Abstract
Introduction
Dimercaptosuccinic acid (DMSA) scintigraphy is the gold standard in the evaluation of renal parenchymal defects and is widely used in the pediatric population. As more recent ultrasound equipment was purchased at our tertiary pediatric centre, our objective was to evaluate if renal ultrasound (US) results are equivalent or sufficient when compared to DMSA scintigraphy in the assessment of renal anomalies.
Methods
The charts of all 463 patients who underwent DMSA scintigraphy between January 2009 and May 2014 at our pediatric tertiary centre were reviewed. The objective was to look for correlation between US and DMSA scan results for renal scars/dysplasia. A hundred and sixty pediatric patients followed with US and DMSA scan for a total of 285 renal units remained for evaluation after exclusions. Timing of the exams, urinary tract infection (UTI), and indication for imaging were reviewed. Results with older (105 patients) and newer (55 patients) US equipment were compared.
Results
Among the 285 renal units evaluated, 39 (14%) had renal parenchymal defects shown by US and 87 (31%) by DMSA scintigraphy (sensitivity 36%, specificity 96%). The DMSA scan was normal for eight abnormal kidneys (3%) on US. The results were not statistically significant when compared to exams performed with newer or older US machines.
Conclusions
At our institution, US data are not sensitive enough to give reliable information about renal parenchymal defects, even with newer equipment. DMSA scintigraphy still remains mandatory for the evaluation of renal anomalies, but could be optional if the US exam indicates parenchymal defects.
Introduction
The gold standard imaging method to assess renal parenchymal defects (i.e., hypoplasia, dysplasia, scars), is considered to be dimercaptosuccinic acid (DMSA) scintigraphy.1 Even if it is well-tolerated, there are some concerns about accessibility, radiation exposure, and lengthy protocols in the pediatric population.2 Early detection of parenchymal damage is very useful in patient management, as it may lead from a conservative approach to surgical treatment.
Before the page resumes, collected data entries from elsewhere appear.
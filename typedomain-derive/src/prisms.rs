//! Implementation of the `#[derive(Prisms)]` macro.
//!
//! Prisms are generated for unit variants (focus `()`) and single-field
//! tuple variants (focus the field). Variants with several fields have no
//! payload that can be borrowed as one value, so they get no prism; match
//! them through the `fold` generated by `#[derive(TaggedUnion)]` instead.

use proc_macro::TokenStream;
use proc_macro2::TokenStream as TokenStream2;
use quote::{format_ident, quote};
use syn::{parse_macro_input, Data, DeriveInput, Fields, Generics, Ident, Type, Variant};

use crate::naming::to_snake_case;

/// Main implementation of the Prisms derive macro.
pub fn derive_prisms_impl(input: TokenStream) -> TokenStream {
    let input = parse_macro_input!(input as DeriveInput);

    let expanded = match &input.data {
        Data::Enum(data_enum) => {
            generate_enum_prisms(&input.ident, &input.generics, data_enum.variants.iter())
        }
        Data::Struct(_) => syn::Error::new_spanned(
            &input.ident,
            "Prisms can only be derived for enums, not structs. Use #[derive(Lenses)] for structs.",
        )
        .to_compile_error(),
        Data::Union(_) => {
            syn::Error::new_spanned(&input.ident, "Prisms cannot be derived for unions.")
                .to_compile_error()
        }
    };

    TokenStream::from(expanded)
}

fn generate_enum_prisms<'a>(
    name: &Ident,
    generics: &Generics,
    variants: impl Iterator<Item = &'a Variant>,
) -> TokenStream2 {
    let prism_methods: Vec<TokenStream2> = variants.filter_map(generate_variant_prism).collect();
    let (impl_generics, type_generics, where_clause) = generics.split_for_impl();

    quote! {
        impl #impl_generics #name #type_generics #where_clause {
            #(#prism_methods)*
        }
    }
}

fn generate_variant_prism(variant: &Variant) -> Option<TokenStream2> {
    let variant_name = &variant.ident;
    let method_name = format_ident!("{}_prism", to_snake_case(&variant_name.to_string()));

    match &variant.fields {
        Fields::Unit => Some(generate_unit_variant_prism(variant_name, &method_name)),
        Fields::Unnamed(fields) if fields.unnamed.len() == 1 => fields
            .unnamed
            .first()
            .map(|field| generate_newtype_variant_prism(variant_name, &method_name, &field.ty)),
        Fields::Unnamed(_) | Fields::Named(_) => None,
    }
}

fn generate_unit_variant_prism(variant_name: &Ident, method_name: &Ident) -> TokenStream2 {
    let doc = format!("A prism on the `{variant_name}` variant. The focus is `()`.");

    quote! {
        #[doc = #doc]
        #[inline]
        #[must_use]
        pub fn #method_name() -> impl ::typedomain::optics::Prism<Self, ()> + Clone {
            ::typedomain::optics::FunctionPrism::new(
                |source: &Self| match source {
                    Self::#variant_name => ::core::option::Option::Some(&()),
                    #[allow(unreachable_patterns)]
                    _ => ::core::option::Option::None,
                },
                |(): ()| Self::#variant_name,
                |source: Self| match source {
                    Self::#variant_name => ::core::option::Option::Some(()),
                    #[allow(unreachable_patterns)]
                    _ => ::core::option::Option::None,
                },
            )
        }
    }
}

fn generate_newtype_variant_prism(
    variant_name: &Ident,
    method_name: &Ident,
    field_type: &Type,
) -> TokenStream2 {
    let doc = format!("A prism on the payload of the `{variant_name}` variant.");

    quote! {
        #[doc = #doc]
        #[inline]
        #[must_use]
        pub fn #method_name() -> impl ::typedomain::optics::Prism<Self, #field_type> + Clone {
            ::typedomain::optics::FunctionPrism::new(
                |source: &Self| match source {
                    Self::#variant_name(value) => ::core::option::Option::Some(value),
                    #[allow(unreachable_patterns)]
                    _ => ::core::option::Option::None,
                },
                |value: #field_type| Self::#variant_name(value),
                |source: Self| match source {
                    Self::#variant_name(value) => ::core::option::Option::Some(value),
                    #[allow(unreachable_patterns)]
                    _ => ::core::option::Option::None,
                },
            )
        }
    }
}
In addition, it helps determine the long-term prognosis and to establish appropriate followup. Acquired renal parenchymal anomalies are also a major risk factor for hypertension, proteinuria, pregnancy-related complications and, in severe cases, end-stage renal disease.2–5 Despite the debate regarding the most appropriate investigation, the least invasive imaging method providing sufficient clinical information is usually preferred. Recent advances in ultrasound (US) technology have led some physicians to believe that US study could now be more appropriate to evaluate renal defects.6–9 The constant improvement of imaging instruments, the increasing knowledge of users, and the increased awareness of the ALARA principle in urology made us reappraise our current practice. As more recent US equipment was purchased at our tertiary pediatric centre, we sought to evaluate whether we could solely rely on US compared to DMSA scintigraphy to assess renal parenchymal anomalies.
Methods
Our research’s protocol was approved by the local research ethics board. We performed radiological and clinical retrospective chart review of all 463 children who underwent a DMSA scan at our centre between January 2009 and May 2014. One hundred and sixty patients (and 285 renal units) were included (Fig. 1). Selected pediatric patients had an US at our centre within 60 days of the DMSA scan without acute events between or at the time of the imaging process. We excluded from the analysis any anatomical abnormalities that could have invalidated the results, i.e., obesity, febrile urinary tract infection (UTI), and US performed without specific focus on the kidneys (Fig. 1). DMSA scintigraphy and US reports were independently reviewed and compared for each renal unit to create a realistic clinical scenario. DMSA scintigraphy was mostly performed for children with higher risk of renal parenchymal lesions, i.e., high-grade vesicoureteral reflux (VUR), recurrent febrile UTI, etc.
Fig. 1.
Flow chart. US: ultrasound; UTI: urinary tract infection.
DMSA scintigraphy
All DMSA scans were performed in a standardized protocol. Each scintigraphy was interpreted by one of our two nuclear medicine pediatric specialists, who were unaware of the US results. Imaging was performed at least two hours following isotope administration using a dual detector gamma camera (Philips Axis) with a high-resolution, low-energy collimator for the delayed planar images and single-photon-emission computed tomography (SPECT). Three planar images of 500 kcounts on a 128 × 128 matrix format with adjustable zoom (1.5–3.2) were taken: posterior, left, and right posterior oblique. Relative renal function was evaluated on the basis of the posterior image after background correction. SPECT studies were sampled over 180 degrees on a 128 × 128 matrix with step and shoot, 65 second/step, total time 21 minutes. Iterative reconstruction was performed. Doses were scaled for patient weight (37 to 185 MBq of 99 mTc-DMSA). No sedation was used. Report was considered abnormal when at least one of the following criteria was met, as in Patel et al10: diffuse or sharp indentation in renal contour with thinning of cortex, any shaped defects with loss of renal volume, degree of photopenia or absent activity, and heterogeneous uptake of renal radionuclide.11 Defects located centrally over the pelvicalyceal system were not considered abnormal.
US study
Fourteen radiologists regularly rotate at our tertiary pediatric centre. They were unacquainted with other findings. US examinations were either performed using Philips/ATL HDI5000 (older, 105 patients) or IU-22 Philips (newer, 55 patients) (Philips Medical Systems, Andover, M, U.S.) with probes varying from 4–13 MHz, depending on the patient’s size. A standardized US examination protocol was followed. Longitudinal and transverse grey-scale images through both kidneys, prone and supine, were obtained. Kidneys were routinely assessed for hydronephrosis, echogenicity, corticomedullary differentiation, lengths, and regularity of cortical outline. Doppler studies were not routinely performed.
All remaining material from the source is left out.